• WHAT TO DO: Each line that contains the word "DegenerateFace" counts once; give the total for the records below and nothing else.

• EXTRACTED INFORMATION:

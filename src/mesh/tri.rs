//! Triangle mesh with optional per-vertex normals.

use nalgebra::{Point3, Vector3};

use super::geometry::{self, LineGeometry, TriangleGeometry};
use super::poly::PolyMesh;
use crate::error::{MeshError, Result};

/// A mesh made only of triangles.
///
/// `faces` is a flat buffer with three indices per triangle. When present,
/// `normals` holds one vector per point.
#[derive(Debug, Clone, Default, PartialEq)]
pub struct TriMesh {
    points: Vec<Point3<f64>>,
    normals: Option<Vec<Vector3<f64>>>,
    faces: Vec<usize>,
}

impl TriMesh {
    /// Build a triangle mesh, validating stride, index range and normal count.
    pub fn new(
        points: Vec<Point3<f64>>,
        normals: Option<Vec<Vector3<f64>>>,
        faces: Vec<usize>,
    ) -> Result<Self> {
        if faces.len() % 3 != 0 {
            return Err(MeshError::InvalidFaceLength {
                len: faces.len(),
                stride: 3,
            });
        }
        if let Some(n) = &normals {
            if n.len() != points.len() {
                return Err(MeshError::NormalCount {
                    normals: n.len(),
                    points: points.len(),
                });
            }
        }
        if let Some(fi) = faces.chunks_exact(3).position(geometry::repeats_vertex) {
            return Err(MeshError::DegenerateFace { face: fi });
        }
        geometry::check_indices(faces.chunks_exact(3), points.len())?;
        Ok(Self {
            points,
            normals,
            faces,
        })
    }

    pub(crate) fn from_raw(
        points: Vec<Point3<f64>>,
        normals: Option<Vec<Vector3<f64>>>,
        faces: Vec<usize>,
    ) -> Self {
        debug_assert!(faces.len() % 3 == 0);
        Self {
            points,
            normals,
            faces,
        }
    }

    /// The point positions.
    #[inline]
    pub fn points(&self) -> &[Point3<f64>] {
        &self.points
    }

    /// Mutable access to point positions.
    #[inline]
    pub fn points_mut(&mut self) -> &mut [Point3<f64>] {
        &mut self.points
    }

    /// Per-vertex normals, if any.
    #[inline]
    pub fn normals(&self) -> Option<&[Vector3<f64>]> {
        self.normals.as_deref()
    }

    /// Replace the normals. Fails if the count does not match the points.
    pub fn set_normals(&mut self, normals: Vec<Vector3<f64>>) -> Result<()> {
        if normals.len() != self.points.len() {
            return Err(MeshError::NormalCount {
                normals: normals.len(),
                points: self.points.len(),
            });
        }
        self.normals = Some(normals);
        Ok(())
    }

    /// Drop the normals.
    pub fn clear_normals(&mut self) {
        self.normals = None;
    }

    pub(crate) fn replace_normals(&mut self, normals: Vec<Vector3<f64>>) {
        debug_assert_eq!(normals.len(), self.points.len());
        self.normals = Some(normals);
    }

    /// The flat triangle index buffer.
    #[inline]
    pub fn faces(&self) -> &[usize] {
        &self.faces
    }

    /// The corners of triangle `i`.
    #[inline]
    pub fn triangle(&self, i: usize) -> [usize; 3] {
        let f = &self.faces[i * 3..i * 3 + 3];
        [f[0], f[1], f[2]]
    }

    /// Iterate over triangles as 3-element slices.
    pub fn triangles(&self) -> std::slice::ChunksExact<'_, usize> {
        self.faces.chunks_exact(3)
    }

    /// Number of points.
    #[inline]
    pub fn num_points(&self) -> usize {
        self.points.len()
    }

    /// Number of triangles.
    #[inline]
    pub fn num_triangles(&self) -> usize {
        self.faces.len() / 3
    }

    /// Number of distinct undirected edges.
    pub fn num_edges(&self) -> usize {
        geometry::unique_edge_indices(self.triangles()).len() / 2
    }

    /// Axis-aligned bounding box.
    pub fn bounding_box(&self) -> Option<(Point3<f64>, Point3<f64>)> {
        geometry::bounding_box(&self.points)
    }

    /// Triangle view, including normals when the mesh has them.
    pub fn as_triangle_geometry(&self) -> TriangleGeometry {
        TriangleGeometry {
            positions: geometry::flatten_points(&self.points),
            normals: self
                .normals
                .as_deref()
                .filter(|n| !n.is_empty())
                .map(geometry::flatten_vectors),
            indices: self.faces.iter().map(|&v| v as u32).collect(),
        }
    }

    /// Wireframe view with each undirected edge once.
    pub fn as_line_geometry(&self) -> LineGeometry {
        LineGeometry {
            positions: geometry::flatten_points(&self.points),
            indices: geometry::unique_edge_indices(self.triangles()),
        }
    }

    /// Copy into a [`PolyMesh`] (normals are dropped).
    pub fn to_poly_mesh(&self) -> PolyMesh {
        PolyMesh::from_raw(
            self.points.clone(),
            self.triangles().map(<[usize]>::to_vec).collect(),
        )
    }
}

#[cfg(test)]
mod tests {
    use super::*;

    fn unit_square() -> TriMesh {
        let points = vec![
            Point3::new(0.0, 0.0, 0.0),
            Point3::new(1.0, 0.0, 0.0),
            Point3::new(1.0, 1.0, 0.0),
            Point3::new(0.0, 1.0, 0.0),
        ];
        TriMesh::new(points, None, vec![0, 1, 2, 0, 2, 3]).unwrap()
    }

    #[test]
    fn test_validation() {
        let points = vec![Point3::origin(); 3];
        assert!(matches!(
            TriMesh::new(points.clone(), None, vec![0, 1]),
            Err(MeshError::InvalidFaceLength { len: 2, stride: 3 })
        ));
        assert!(matches!(
            TriMesh::new(points.clone(), Some(vec![Vector3::z(); 2]), vec![0, 1, 2]),
            Err(MeshError::NormalCount { normals: 2, points: 3 })
        ));
        assert!(TriMesh::new(points.clone(), None, vec![0, 1, 5]).is_err());
        assert!(matches!(
            TriMesh::new(points, None, vec![0, 1, 1]),
            Err(MeshError::DegenerateFace { face: 0 })
        ));
    }

    #[test]
    fn test_geometry_views() {
        let mut mesh = unit_square();
        let geom = mesh.as_triangle_geometry();
        assert_eq!(geom.indices, vec![0, 1, 2, 0, 2, 3]);
        assert!(geom.normals.is_none());

        // 4 boundary edges + 1 diagonal
        assert_eq!(mesh.as_line_geometry().num_segments(), 5);

        mesh.set_normals(vec![Vector3::z(); 4]).unwrap();
        let normals = mesh.as_triangle_geometry().normals.unwrap();
        assert_eq!(normals.len(), 12);
        assert_eq!(&normals[..3], &[0.0, 0.0, 1.0]);

        assert!(mesh.set_normals(vec![Vector3::z(); 3]).is_err());
        mesh.clear_normals();
        assert!(mesh.normals().is_none());
    }

    #[test]
    fn test_to_poly_mesh() {
        let mesh = unit_square();
        let poly = mesh.to_poly_mesh();
        assert_eq!(poly.num_faces(), 2);
        assert_eq!(poly.face(1), &[0, 2, 3]);
        assert_eq!(mesh.triangle(1), [0, 2, 3]);
    }
}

• WRITTEN SOLUTION: 2